For the record, I’m using the August 2006 CTP of Sandcastle as the basis for my statements. I’ve got some test classes that I have for CR_Documentor that I use to see if CR_Documentor renders the preview the way NDoc does. Today I got the Sandcastle docs building for my test classes so I could get started on the Sandcastle renderer in CR_Documentor.

Holy crap.

I mean, seriously.

First, it takes 12 steps to render a CHM out of Sandcastle, each step involving running a different command-line tool to transform this XML into that XML or compile this HTML into that CHM or whatever. In fact, the last line is a call to the HTML Help Compiler previously mentioned, so don’t forget to have that installed.

Okay, so that’s not horrible, and it can be automated, but one would think that the automation scripts would be part of the CTP. Unfortunately, not so much. The community has rallied and there are now upwards of ten different GUIs and scripts and tools to automate this thing, most of which will become obsolete when (if) we get something decent out of the Sandcastle team.

Let’s ignore the bajillion step process for a moment, though. Let’s instead look at the documentation they provided to help us get going and… what? What’s that you say? No documentation provided?

That’s awesome.

Okay, so bajillion-step-process and distinct-lack-of-any-sort-of-formal-documentation aside, what’s really eating me here is the lack of out-of-the-box support for tags we NDoc users all sort of consider standard. For example, the <see langword="null" /> sorts of things that are strewn throughout documentation but are blatantly missing from Sandcastle.

I found a forum on this very issue and the recommendation from the Sandcastle team thus far is to modify the “main_sandcastle.xsl” file to add custom support for the tags.

Commonly used tags as a “custom extension” is a patently unacceptable solution. It’s sort of like someone saying, “Yeah, we just came out with this new VCR, but only tapes from Maxell will play in it. In some cases you’ll luck out, but in most cases you will probably have to do some extra work to fix the VCR so it’ll play the rest of your tapes.”

I’ve posted to the forum that I think they should support more out-of-the-box tags rather than sticking to the small subset that appear in the MSDN documentation. We’ll see what comes of it. Right now I can’t even get all of the standard tags to render right. For example, good luck getting a <list /> to render (which is one of the tags they actually list in the MSDN documentation as supported). I sure haven’t succeeded. Sort of puts a damper on the CR_Documentor emulation since I have no idea where they’re actually going to end up.

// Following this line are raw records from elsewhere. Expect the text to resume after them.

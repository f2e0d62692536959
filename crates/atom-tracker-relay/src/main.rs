// Copyright 2023-Present Datadog, Inc. https://www.datadoghq.com/
// SPDX-License-Identifier: Apache-2.0

#![cfg_attr(not(test), deny(clippy::panic))]
#![cfg_attr(not(test), deny(clippy::unwrap_used))]
#![cfg_attr(not(test), deny(clippy::expect_used))]
#![cfg_attr(not(test), deny(clippy::todo))]
#![cfg_attr(not(test), deny(clippy::unimplemented))]

use std::time::SystemTime;
use std::{env, sync::Arc};

use serde::Deserialize;
use tokio::io::{self, AsyncBufReadExt, BufReader};
use tokio_util::sync::CancellationToken;
use tracing::{debug, error, info, warn};
use tracing_subscriber::EnvFilter;

use atom_tracker::{HttpTransport, Tracker, TrackerConfig, TrackerError};

/// One input line: `{"stream": "...", "data": ..., "auth": "..."}`.
///
/// String data is tracked as-is, anything else is re-serialized as JSON.
#[derive(Debug, Deserialize)]
struct InputRecord {
    stream: String,
    data: serde_json::Value,
    #[serde(default)]
    auth: Option<String>,
}

impl InputRecord {
    fn payload(&self) -> String {
        match &self.data {
            serde_json::Value::String(data) => data.clone(),
            other => other.to_string(),
        }
    }
}

fn parse_line(line: &str) -> Option<Result<InputRecord, serde_json::Error>> {
    let line = line.trim();
    if line.is_empty() {
        return None;
    }
    Some(serde_json::from_str(line))
}

fn init_logging(log_level: &str) {
    let env_filter = format!("h2=off,hyper=off,rustls=off,{}", log_level);

    let filter = EnvFilter::try_new(env_filter).unwrap_or_else(|_| EnvFilter::new("info"));
    let subscriber = tracing_subscriber::fmt::Subscriber::builder()
        .with_env_filter(filter)
        .with_writer(std::io::stderr)
        .with_level(true)
        .with_thread_names(false)
        .with_thread_ids(false)
        .with_line_number(false)
        .with_file(false)
        .with_target(true)
        .without_time()
        .finish();

    if let Err(e) = tracing::subscriber::set_global_default(subscriber) {
        eprintln!("Setting default subscriber failed: {e}");
    }
    debug!("Logging subsystem enabled");
}

#[tokio::main]
pub async fn main() {
    let config = TrackerConfig::from_env();
    let log_level = match &config {
        Ok(config) => config.log_level.clone(),
        Err(_) => env::var("ATOM_LOG_LEVEL")
            .map(|val| val.to_lowercase())
            .unwrap_or("info".to_string()),
    };
    init_logging(&log_level);

    let config = match config {
        Ok(config) => config,
        Err(e) => {
            error!("Invalid configuration: {}. Shutting down relay.", e);
            return;
        }
    };

    let transport = Arc::new(HttpTransport::new(&config));
    let callback = |_: SystemTime, status: Option<u16>, message: &str, batch: &[String]| {
        warn!(
            ?status,
            records = batch.len(),
            "Delivery error reported: {}",
            message
        );
    };
    let tracker = match Tracker::start(config, transport, Arc::new(callback)) {
        Ok(tracker) => tracker,
        Err(e) => {
            error!("Failed to start tracker: {}", e);
            return;
        }
    };

    let shutdown = CancellationToken::new();
    tokio::spawn(watch_ctrl_c(shutdown.clone(), tracker.cancellation_token()));

    relay_stdin(&tracker, &shutdown).await;

    info!("Stopping relay");
    tracker.stop().await;
}

/// First Ctrl-C requests a graceful stop, the second one cancels the tracker.
async fn watch_ctrl_c(shutdown: CancellationToken, hard_stop: CancellationToken) {
    if tokio::signal::ctrl_c().await.is_err() {
        warn!("Unable to listen for Ctrl-C");
        return;
    }
    info!("Received Ctrl-C, flushing before exit");
    shutdown.cancel();

    if tokio::signal::ctrl_c().await.is_ok() {
        warn!("Received second Ctrl-C, exiting without draining");
        hard_stop.cancel();
    }
}

async fn relay_stdin(tracker: &Tracker, shutdown: &CancellationToken) {
    let mut lines = BufReader::new(io::stdin()).lines();
    let mut relayed: u64 = 0;
    loop {
        let line = tokio::select! {
            () = shutdown.cancelled() => break,
            line = lines.next_line() => line,
        };
        let line = match line {
            Ok(Some(line)) => line,
            Ok(None) => {
                debug!("Reached end of input");
                break;
            }
            Err(e) => {
                error!("Failed to read stdin: {}", e);
                break;
            }
        };

        let record = match parse_line(&line) {
            None => continue,
            Some(Ok(record)) => record,
            Some(Err(e)) => {
                warn!("Skipping malformed line: {}", e);
                continue;
            }
        };

        match tracker
            .track_with_wait(&record.stream, record.payload(), record.auth.as_deref())
            .await
        {
            Ok(()) => relayed += 1,
            Err(TrackerError::TrackerStopped) => break,
            Err(e) => warn!(stream = %record.stream, "Record dropped: {}", e),
        }
    }
    info!("Relayed {} records", relayed);
}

I guess I’m just irritated that such a big stir has been made over this thing and it’s not all that great. I can write a set of utilities to do something and make it super cumbersome and not support common stuff, too, but somehow I don’t think I’m going to get the level of community adoption we’re seeing here. It’s like they released an alpha level product and they maybe should have waited until it was at least beta before issuing a preview.

Maybe they should have a comprehensive list of what’s done and what they plan to do and let us all see that so we can go, “Oh, hey, they might not support such-and-such now, but they will soon” or, “They think this feature’s done, but it sure doesn’t work for me.” As it stands… it’s just frustration.

I really do wish them well on it, but I think for now, I’ll be sticking with NDoc.